A great place to start any research project is Wikipedia. You’ll usually get the popular version of the tale, plus sometimes a few useful references. The story goes that on August 20, 1966, a boy was flying a kite on the hill when he found two dead bodies. Police were summoned and found the two men, Manoel Pereira da Cruz (32) and Miguel José Viana (34), who were electronics repairmen in Campos dos Goytacazes, which is pretty far away, about 200 kilometers to the northeast. They were said to be wearing business suits and raincoats, with a package containing an empty water bottle and two small towels. But the oddest thing of all is that they were wearing lead masks. There was no clue what the lead masks were, or what the cause of death might have been.

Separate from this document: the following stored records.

//! Domain models - zone configuration, detection and alert types, errors
//!
//! - `ZoneConfig` - immutable per-zone thresholds and destinations
//! - `DetectionEvent` - normalized camera observation
//! - `AlertEvent` - raised on an absence threshold crossing
//! - `error` - typed error taxonomy

pub mod error;
pub mod types;

pub use error::{ConfigError, DeliveryError, ParseError, UnknownZoneError};
pub use types::{AlertEvent, CameraSerial, DetectionEvent, SmsRecipient, ZoneConfig, ZoneId};
//! Shared types for the absence watcher

use serde::{Deserialize, Serialize};
use std::time::{Duration, SystemTime, UNIX_EPOCH};
use uuid::Uuid;

/// Get current epoch milliseconds
#[inline]
pub fn epoch_ms() -> u64 {
    SystemTime::now().duration_since(UNIX_EPOCH).unwrap_or_default().as_millis() as u64
}

/// Generate a new UUIDv7 (time-sortable)
pub fn new_uuid_v7() -> String {
    Uuid::now_v7().to_string()
}

/// Newtype wrapper for camera zone identifiers (opaque strings from the camera)
#[derive(Debug, Clone, PartialEq, Eq, Hash, PartialOrd, Ord, Serialize, Deserialize)]
#[serde(transparent)]
pub struct ZoneId(pub String);

impl ZoneId {
    pub fn new(id: impl Into<String>) -> Self {
        Self(id.into())
    }

    pub fn as_str(&self) -> &str {
        &self.0
    }
}

impl std::fmt::Display for ZoneId {
    fn fmt(&self, f: &mut std::fmt::Formatter<'_>) -> std::fmt::Result {
        f.write_str(&self.0)
    }
}

/// Newtype wrapper for camera serial numbers
#[derive(Debug, Clone, PartialEq, Eq, Hash, Serialize, Deserialize)]
#[serde(transparent)]
pub struct CameraSerial(pub String);

impl CameraSerial {
    pub fn new(serial: impl Into<String>) -> Self {
        Self(serial.into())
    }

    pub fn as_str(&self) -> &str {
        &self.0
    }
}

impl std::fmt::Display for CameraSerial {
    fn fmt(&self, f: &mut std::fmt::Formatter<'_>) -> std::fmt::Result {
        f.write_str(&self.0)
    }
}

/// Phone number plus carrier name, delivered through the carrier's email gateway
#[derive(Debug, Clone, PartialEq, Eq)]
pub struct SmsRecipient {
    pub number: String,
    pub carrier: String,
}

/// Immutable per-zone configuration
#[derive(Debug, Clone, PartialEq)]
pub struct ZoneConfig {
    pub zone_id: ZoneId,
    pub camera_serial: CameraSerial,
    /// Absence duration after which an alert is raised (always > 0)
    pub threshold: Duration,
    pub email_recipients: Vec<String>,
    pub sms_recipients: Vec<SmsRecipient>,
}

/// Normalized detection event, one per inbound camera message
#[derive(Debug, Clone, PartialEq, Eq)]
pub struct DetectionEvent {
    pub zone_id: ZoneId,
    pub person_count: u64,
    /// Observation time (epoch ms)
    pub observed_at: u64,
}

impl DetectionEvent {
    pub fn new(zone_id: ZoneId, person_count: u64, observed_at: u64) -> Self {
        Self { zone_id, person_count, observed_at }
    }

    #[inline]
    pub fn person_present(&self) -> bool {
        self.person_count > 0
    }
}

/// Alert raised when a zone crosses its absence threshold
#[derive(Debug, Clone, PartialEq)]
pub struct AlertEvent {
    /// UUIDv7 for correlating tracker and delivery logs
    pub alert_id: String,
    pub zone_id: ZoneId,
    pub camera_serial: CameraSerial,
    pub threshold: Duration,
    /// Observation time of the event that crossed the threshold (epoch ms)
    pub triggered_at: u64,
    pub message_text: String,
}

/// Inbound detection payload published by the cameras
///
/// `{"ts": 1767630090048, "counts": {"person": 0, "vehicle": 1}}`
#[derive(Debug, Deserialize)]
pub struct DetectionMessage {
    #[serde(default)]
    pub ts: Option<u64>,
    pub counts: Option<serde_json::Map<String, serde_json::Value>>,
}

The men are believed to have had enough cash on them to buy a cheap used car, around 3,000,000 cruzeiros, which is hard to convert because the inflation rate was staggeringly high in 1966. They took a bus to Rio. On their bodies were receipts for the raincoats they were wearing (since it was raining that day), and a receipt for a bottle of water, needed to return the bottle later to get their deposit back. However, most of the money was unaccounted for, as they had only a small amount left on them. When police questioned the clerk who sold them the water, she said they seemed agitated and concerned about the time, and that it was getting dark and starting to rain. They hitched a ride up the hill with two unidentified men in a Jeep.

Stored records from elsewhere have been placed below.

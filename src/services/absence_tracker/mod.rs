//! Per-zone absence tracking
//!
//! The AbsenceTracker owns one `ZoneState` per configured zone and is the only
//! writer of that state. Each detection event moves a zone between two phases:
//! - Normal: a person was seen recently, or the absence is below threshold
//! - Alerting: the absence crossed the threshold and one alert was raised
//!
//! Alerts are handed to the dispatch worker with `try_send` so delivery never
//! stalls event processing.

mod handlers;
#[cfg(test)]
mod tests;

use crate::domain::types::{AlertEvent, DetectionEvent, ZoneId};
use crate::infra::metrics::Metrics;
use crate::services::zone_registry::ZoneRegistry;
use rustc_hash::FxHashMap;
use std::sync::Arc;
use std::time::{Duration, Instant};
use tokio::sync::mpsc::error::TrySendError;
use tokio::sync::{mpsc, watch};
use tracing::{error, info, warn};

/// Phase of a zone's absence state machine
#[derive(Debug, Clone, Copy, PartialEq, Eq)]
pub enum ZonePhase {
    Normal,
    Alerting,
}

/// Runtime absence state for one zone
#[derive(Debug, Clone, Default, PartialEq, Eq)]
pub struct ZoneState {
    elapsed_absence: Duration,
    alerted: bool,
    /// Latest observation time processed for this zone (epoch ms)
    last_observed_at: Option<u64>,
    /// Whether the latest processed observation saw nobody
    absent: bool,
}

impl ZoneState {
    pub fn elapsed_absence(&self) -> Duration {
        self.elapsed_absence
    }

    pub fn alerted(&self) -> bool {
        self.alerted
    }

    pub fn last_observed_at(&self) -> Option<u64> {
        self.last_observed_at
    }

    pub fn phase(&self) -> ZonePhase {
        if self.alerted {
            ZonePhase::Alerting
        } else {
            ZonePhase::Normal
        }
    }

    /// Move the zone clock forward, returning the delta in ms.
    /// Duplicate or out-of-order observations yield 0 and never rewind the clock.
    fn advance_clock(&mut self, observed_at: u64) -> u64 {
        match self.last_observed_at {
            Some(last) => {
                self.last_observed_at = Some(last.max(observed_at));
                observed_at.saturating_sub(last)
            }
            None => {
                self.last_observed_at = Some(observed_at);
                0
            }
        }
    }

    fn observe_presence(&mut self, observed_at: u64) {
        self.advance_clock(observed_at);
        self.elapsed_absence = Duration::ZERO;
        self.alerted = false;
        self.absent = false;
    }

    /// Accumulate absence; the first absent observation of an episode opens it at zero
    fn observe_absence(&mut self, observed_at: u64) {
        let delta_ms = self.advance_clock(observed_at);
        if self.absent {
            self.elapsed_absence += Duration::from_millis(delta_ms);
        }
        self.absent = true;
    }
}

/// Absence-detection state machine for all configured zones
pub struct AbsenceTracker {
    /// Immutable zone configuration (thresholds, destinations)
    pub(crate) registry: Arc<ZoneRegistry>,
    /// Runtime state by zone id
    pub(crate) states: FxHashMap<ZoneId, ZoneState>,
    /// Number of zones currently in the Alerting phase
    pub(crate) alerting: usize,
    /// Metrics collector
    pub(crate) metrics: Arc<Metrics>,
}

impl AbsenceTracker {
    /// Create a tracker with fresh state for every registered zone
    pub fn new(registry: Arc<ZoneRegistry>, metrics: Arc<Metrics>) -> Self {
        let zone_ids: Vec<ZoneId> = registry.zone_ids().cloned().collect();
        let mut tracker =
            Self { registry, states: FxHashMap::default(), alerting: 0, metrics };
        tracker.initialize(zone_ids);
        tracker
    }

    /// Reset the given zones to `{elapsed_absence: 0, alerted: false}`
    ///
    /// Ids the registry does not know are ignored: without a threshold they
    /// could never be evaluated.
    pub fn initialize<I: IntoIterator<Item = ZoneId>>(&mut self, zone_ids: I) {
        for zone_id in zone_ids {
            if self.registry.get(&zone_id).is_none() {
                warn!(zone_id = %zone_id, "initialize_unregistered_zone_ignored");
                continue;
            }
            if let Some(previous) = self.states.insert(zone_id, ZoneState::default()) {
                if previous.alerted {
                    self.alerting = self.alerting.saturating_sub(1);
                }
            }
        }
        self.metrics.set_zones_alerting(self.alerting as u64);
    }

    /// Read-only view of a zone's state
    pub fn state(&self, zone_id: &ZoneId) -> Option<&ZoneState> {
        self.states.get(zone_id)
    }

    pub fn zone_count(&self) -> usize {
        self.states.len()
    }

    pub fn zones_alerting(&self) -> usize {
        self.alerting
    }

    /// Consume detection events until the channel closes or shutdown is signalled
    pub async fn run(
        &mut self,
        mut event_rx: mpsc::Receiver<DetectionEvent>,
        alert_tx: mpsc::Sender<AlertEvent>,
        mut shutdown: watch::Receiver<bool>,
    ) {
        info!(zones = %self.states.len(), "absence_tracker_started");

        loop {
            tokio::select! {
                changed = shutdown.changed() => {
                    if changed.is_err() || *shutdown.borrow() {
                        info!("absence_tracker_shutdown");
                        break;
                    }
                }
                event = event_rx.recv() => {
                    match event {
                        Some(e) => self.process_event(e, &alert_tx),
                        None => break, // Channel closed
                    }
                }
            }
        }
    }

    /// Apply one event and hand off any resulting alert
    pub fn process_event(&mut self, event: DetectionEvent, alert_tx: &mpsc::Sender<AlertEvent>) {
        let process_start = Instant::now();

        match self.record(&event) {
            Ok(Some(alert)) => self.hand_off(alert, alert_tx),
            Ok(None) => {}
            Err(e) => {
                self.metrics.record_unknown_zone();
                error!(zone_id = %event.zone_id, error = %e, "unknown_zone_event");
            }
        }

        self.metrics.set_zones_alerting(self.alerting as u64);
        let latency_us = process_start.elapsed().as_micros() as u64;
        self.metrics.record_event_processed(latency_us);
    }

    fn hand_off(&self, alert: AlertEvent, alert_tx: &mpsc::Sender<AlertEvent>) {
        self.metrics.record_alert_raised();
        info!(
            alert_id = %alert.alert_id,
            zone_id = %alert.zone_id,
            camera_serial = %alert.camera_serial,
            threshold_secs = %alert.threshold.as_secs_f64(),
            triggered_at = %alert.triggered_at,
            "zone_alert_raised"
        );

        if let Err(e) = alert_tx.try_send(alert) {
            self.metrics.record_alert_dropped();
            match e {
                TrySendError::Full(alert) => {
                    warn!(alert_id = %alert.alert_id, zone_id = %alert.zone_id, "alert_dropped: dispatch queue full");
                }
                TrySendError::Closed(alert) => {
                    warn!(alert_id = %alert.alert_id, zone_id = %alert.zone_id, "alert_dropped: dispatch channel closed");
                }
            }
        }
    }
}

And one final touch: they were found with a small notebook. On one page was a list of electronics part numbers, presumably pertaining to their repair business. Some authors have interpreted these as encrypted codes with a special meaning. Normally I’d follow that up to make sure, but (1) I didn’t see a photograph of their part numbers; (2) the time needed to research Brazilian electronics parts numbers from 1966 was probably past the point of diminishing returns; and (3) one contemporary author said he’d already done it with a couple of the codes and found them to be legit. So I decided to let that slide. Unfortunately, I almost always have to leave certain threads like this unfollowed, due to time constraints.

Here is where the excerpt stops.